後はこの目の細かい櫛で頭の上から梳いてやればおしまいだ。
やれやれ。暇潰しで読んでいた本の内容がこんな場面で役に立つとは思わなかった。『Viva 黒髪』、なかなかに侮れん。
 上から下へ。櫛は滑らかに黒い清流を掻き分けていく。その仕上げの作業が七割程終わった時だっただろうか。ハル姉がおずおずと言った感じで口を開いた。

「あーくん、まだ怒ってる?」
「いや」

 軽く首を横に振って答える。ハル姉が馬鹿なことを仕出かしたのは確かだ。
でも、それはハル姉も自分でわかっているだろう。
これ以上責め立てるのは俺の精神衛生上大変よろしくないし、第一本人が反省しているのにそんなことをしても意味が無い。家族として言わなければならないことは言ってやったと思う。

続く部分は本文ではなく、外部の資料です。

use alloc::vec::Vec;

/// An application bit string: the count of unused trailing bits in the last
/// octet followed by the packed bits.
#[derive(Debug, Clone, PartialEq, Eq, Default)]
#[cfg_attr(feature = "serde", derive(serde::Serialize, serde::Deserialize))]
pub struct BitString {
    pub unused_bits: u8,
    pub data: Vec<u8>,
}

impl BitString {
    pub fn new(unused_bits: u8, data: impl Into<Vec<u8>>) -> Self {
        Self {
            unused_bits,
            data: data.into(),
        }
    }

    /// Number of meaningful bits.
    pub fn len(&self) -> usize {
        (self.data.len() * 8).saturating_sub(self.unused_bits as usize)
    }

    pub fn is_empty(&self) -> bool {
        self.len() == 0
    }

    /// Bit `index`, counting from the most significant bit of the first octet.
    pub fn bit(&self, index: usize) -> Option<bool> {
        if index >= self.len() {
            return None;
        }
        let byte = self.data[index / 8];
        Some(byte & (0x80 >> (index % 8)) != 0)
    }
}

#[cfg(test)]
mod tests {
    use super::BitString;

    #[test]
    fn status_flags_bits() {
        let flags = BitString::new(4, [0b0100_0000]);
        assert_eq!(flags.len(), 4);
        assert_eq!(flags.bit(1), Some(true));
        assert_eq!(flags.bit(0), Some(false));
        assert_eq!(flags.bit(4), None);
    }
}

「……でも、今回は流石にやり過ぎたな。洒落にならん事態になるところだった」
「はい、ごめんなさい……」
「もうこんなことしないか?」
「はい、二度としません……」
「なら、もういいよ。約束してくれるんならさ」

 俺はそこまで言ってため息を吐き、軽くこめかみを押さえた。

「あの、あーくん、大丈夫? もしかしてさっきどこか火傷したとか……」

 俺のため息を聞いてハル姉が振り向き、心配そうに俺の顔を覗き込んできた。

「いや、そういうわけじゃなくてな。慣れないんだよ、こういうのは」
「え?」
「俺に迷惑が掛かる分にはまだいいよ。もうとっくに慣れたし。……でもな、ハル姉が怪我したり危ない目に合ったり、そういうのは駄目なんだよ。何度経験しても慣れないし、慣れたくもない。言っとくがな、あの無駄に長い石段を上って家に辿り着くまでの間生きた心地がしなかったんだぞ俺は」

 誰か俺の気持ちを想像出来るだろうか? 
長い石段を下り終えて駅に向かっていたところ、突然愚姉からのSOSコールが入り、半信半疑で家の方を仰ぎ見たら、家のある場所から真っ黒い煙がもくもくと立ち昇っていたのだ。
血の気が引くとはまさにあのことだ。
 ハル姉に何かあったらと思うと心臓が鷲掴みにされるみたいだった。
あのトロくさいハル姉が火事場に放り出されて無事でいられるのか。
せめて避難していてくれ。危ないことはしないでくれ。
そんな考えが頭の中をぐるぐる回って、猛烈な不安が喉を圧迫して、急激な運動をしたことによる酸欠と相まって吐きそうだった。
……で、息を切らせて駆け付けてみれば、燃え上がる物置を前に半泣きでオロオロしているハル姉がいたわけだが。
しかも辺りには灯油の匂いがぷんぷんしており、庭先では俺の秘蔵コレクションが盛大な勢いで燃え上がっていたわけだが。
この辺り、俺の気持ちを察してほしいところである。

「あ……」

 ハル姉が目をぱちくりさせている。なんだよ、意外そうな顔しやがって。俺が心配したのがそんなにおかしいか?
そういう反応をされるとちょっとむっとするぞ。そりゃ散々怒鳴り散らしたけどさ。

「あーくん、ありがと……。……ごめんなさい」

 今俺が櫛を通している髪の毛みたいに。ハル姉の唇の端がふわりと浮いた。
いつも向日葵みたいに能天気に笑っているのとは違う、桜の花弁がそよ風に揺らいだような、そんな控え目な微笑み。
 それを見たら何だか随分と身体が軽くなったような気がした。鳴いた烏が何とやら、といった言葉が思い浮かんだが口にするのは止めておいた。
結局のところ、俺がハル姉に怒りを持続させるというのはなかなかに難事らしい。
特にこんな天気のいい春の日は。

「えへへ……。そっか。お姉ちゃん、心配してもらってたんだね」
「こら、笑うトコじゃないぞ。さっきも言ったけど、洒落にならん事態になるとこだったんだから」
「うん。そうだね、あーくん」
「はぁ、まったく……」

 反省の色こそ伺えるものの、いつもの調子を取り戻しつつあるハル姉の姿に安心している自分がいる。
そのことが悔しいやら恥ずかしいやらで、俺はまたがしがしと頭を掻くしかなかった。





 野の花の匂いに明け暮れる詩乃塚村。
 その一角にある神社にて。
 おかしな姉弟達の小っ恥ずかしいやり取りはまだ少し続きそうだった。

















「……残された問題はこの惨状を親父達にどう説明するかだよな」
「うっ……」



 あとがき

 ドラマCD後日談、という感じです。秋人はあの後小春を本気で叱り付けたと思います。
相手の為に本気で怒れることって、家族・友人・恋人・夫婦等問わずに大切なことですよね。